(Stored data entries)

━━━━━━━━━━━━━━━━━━━━

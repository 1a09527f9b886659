//! Completion script synthesis for cgen
//!
//! Each backend walks the same definition tree and renders a standalone
//! script for its shell. Rendering never touches the file system; the
//! [`output`] module writes whatever the registered generators produce.

pub mod bash;
pub mod collect;
pub mod emitter;
pub mod escape;
pub mod fish;
pub mod man;
pub mod output;
pub mod registry;
pub mod zsh;

pub use emitter::Emitter;
pub use escape::{quote, quote_list};
pub use output::write_all;
pub use registry::{
    create_generator, CompletionGenerator, Generator, GeneratorRegistry, ManPageGenerator,
    RenderedFile,
};
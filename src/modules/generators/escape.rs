//! Shell quoting
//!
//! Every literal that ends up in generated source goes through [`quote`].
//! Function bodies are shell code and are never passed through here.

use cgen_core::CgenError;
use cgen_types::Shell;

/// Quote a literal so the shell reads it back as exactly `value`
pub fn quote(value: &str, shell: Shell) -> Result<String, CgenError> {
    match shell {
        Shell::Bash | Shell::Zsh => shlex::try_quote(value)
            .map(|quoted| quoted.into_owned())
            .map_err(|e| CgenError::Escape(format!("{:?}: {}", value, e))),
        Shell::Fish => quote_fish(value),
    }
}

/// Quote each value and join them with single spaces
pub fn quote_list<I, S>(values: I, shell: Shell) -> Result<String, CgenError>
where
    I: IntoIterator<Item = S>,
    S: AsRef<str>,
{
    let quoted = values
        .into_iter()
        .map(|value| quote(value.as_ref(), shell))
        .collect::<Result<Vec<_>, _>>()?;
    Ok(quoted.join(" "))
}

/// fish has no POSIX quoting: inside single quotes only `\\` and `\'` escape
fn quote_fish(value: &str) -> Result<String, CgenError> {
    if value.contains('\0') {
        return Err(CgenError::Escape(format!(
            "{:?}: fish cannot represent a NUL byte",
            value
        )));
    }
    if value.is_empty() {
        return Ok("''".to_string());
    }
    if value.chars().all(is_fish_safe) {
        return Ok(value.to_string());
    }

    let mut quoted = String::with_capacity(value.len() + 2);
    quoted.push('\'');
    for c in value.chars() {
        match c {
            '\\' => quoted.push_str("\\\\"),
            '\'' => quoted.push_str("\\'"),
            c => quoted.push(c),
        }
    }
    quoted.push('\'');
    Ok(quoted)
}

fn is_fish_safe(c: char) -> bool {
    c.is_ascii_alphanumeric() || matches!(c, '_' | '-' | '+' | '.' | '/' | ':' | '@' | '=' | ',')
}

/// Escape text for the `[description]` and `:message:` parts of an `_arguments` spec
pub fn zsh_spec_text(text: &str) -> String {
    let mut escaped = String::with_capacity(text.len());
    for c in single_line(text).chars() {
        if matches!(c, '\\' | '[' | ']' | ':') {
            escaped.push('\\');
        }
        escaped.push(c);
    }
    escaped
}

/// First line of a description, trimmed
pub fn single_line(text: &str) -> &str {
    text.lines().map(str::trim).find(|l| !l.is_empty()).unwrap_or("")
}

/// Map a name onto characters valid in every shell's function names
pub fn ident(text: &str) -> String {
    text.chars()
        .map(|c| if c.is_ascii_alphanumeric() || c == '_' { c } else { '_' })
        .collect()
}
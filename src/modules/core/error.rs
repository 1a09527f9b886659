//! Error types for cgen

use std::path::PathBuf;
use thiserror::Error;

/// Main error type for cgen operations
#[derive(Error, Debug)]
pub enum CgenError {
    /// Description file could not be read or parsed
    #[error("Configuration error: {0}")]
    Config(String),

    /// Description is well-formed but structurally unusable
    #[error("Validation error: {0}")]
    Validation(String),

    /// An enumerated field holds a value outside its set
    #[error("Invalid value '{value}' for '{field}': accepted values are {accepted}")]
    InvalidValue {
        field: String,
        value: String,
        accepted: &'static str,
    },

    /// A string cannot be embedded into shell source
    #[error("Escape error: {0}")]
    Escape(String),

    /// A backend failed to render its output
    #[error("{target}: {source}")]
    Generate {
        target: String,
        #[source]
        source: Box<CgenError>,
    },

    /// Writing one output file failed
    #[error("{target}: failed to write {}: {source}", .path.display())]
    Write {
        target: String,
        path: PathBuf,
        #[source]
        source: std::io::Error,
    },

    /// Several outputs failed; every failure is reported
    #[error("{} output(s) failed:\n{}", .0.len(), format_failures(.0))]
    Output(Vec<CgenError>),

    /// File system error
    #[error("IO error: {0}")]
    Io(#[from] std::io::Error),

    /// YAML serialization/deserialization error
    #[error("YAML error: {0}")]
    Yaml(#[from] serde_yaml::Error),

    /// JSON serialization/deserialization error
    #[error("JSON error: {0}")]
    Json(#[from] serde_json::Error),
}

fn format_failures(failures: &[CgenError]) -> String {
    failures
        .iter()
        .map(|e| format!("  - {}", e))
        .collect::<Vec<_>>()
        .join("\n")
}

impl CgenError {
    /// Build an `InvalidValue` error for a field path
    pub fn invalid_value(
        field: impl Into<String>,
        value: impl Into<String>,
        accepted: &'static str,
    ) -> Self {
        CgenError::InvalidValue {
            field: field.into(),
            value: value.into(),
            accepted,
        }
    }

    /// Attribute a rendering failure to a backend
    pub fn generate(target: impl Into<String>, source: CgenError) -> Self {
        CgenError::Generate {
            target: target.into(),
            source: Box::new(source),
        }
    }

    /// Returns true if the input description is at fault
    pub fn is_config_error(&self) -> bool {
        match self {
            CgenError::Config(_)
            | CgenError::Validation(_)
            | CgenError::InvalidValue { .. }
            | CgenError::Escape(_)
            | CgenError::Yaml(_) => true,
            CgenError::Generate { source, .. } => source.is_config_error(),
            _ => false,
        }
    }

    /// Process exit status for this error
    pub fn exit_code(&self) -> i32 {
        if self.is_config_error() {
            2
        } else {
            1
        }
    }
}

/// Result type alias using CgenError
pub type Result<T> = std::result::Result<T, CgenError>;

━━━━━━━━━━━━━━━━━━━━

WHAT YOU NEED TO DO
Pull every line containing "join" out of the records.

THE COMPLETED TASK
/// Quote each value and join them with single spaces
    Ok(quoted.join(" "))
        .join("\n")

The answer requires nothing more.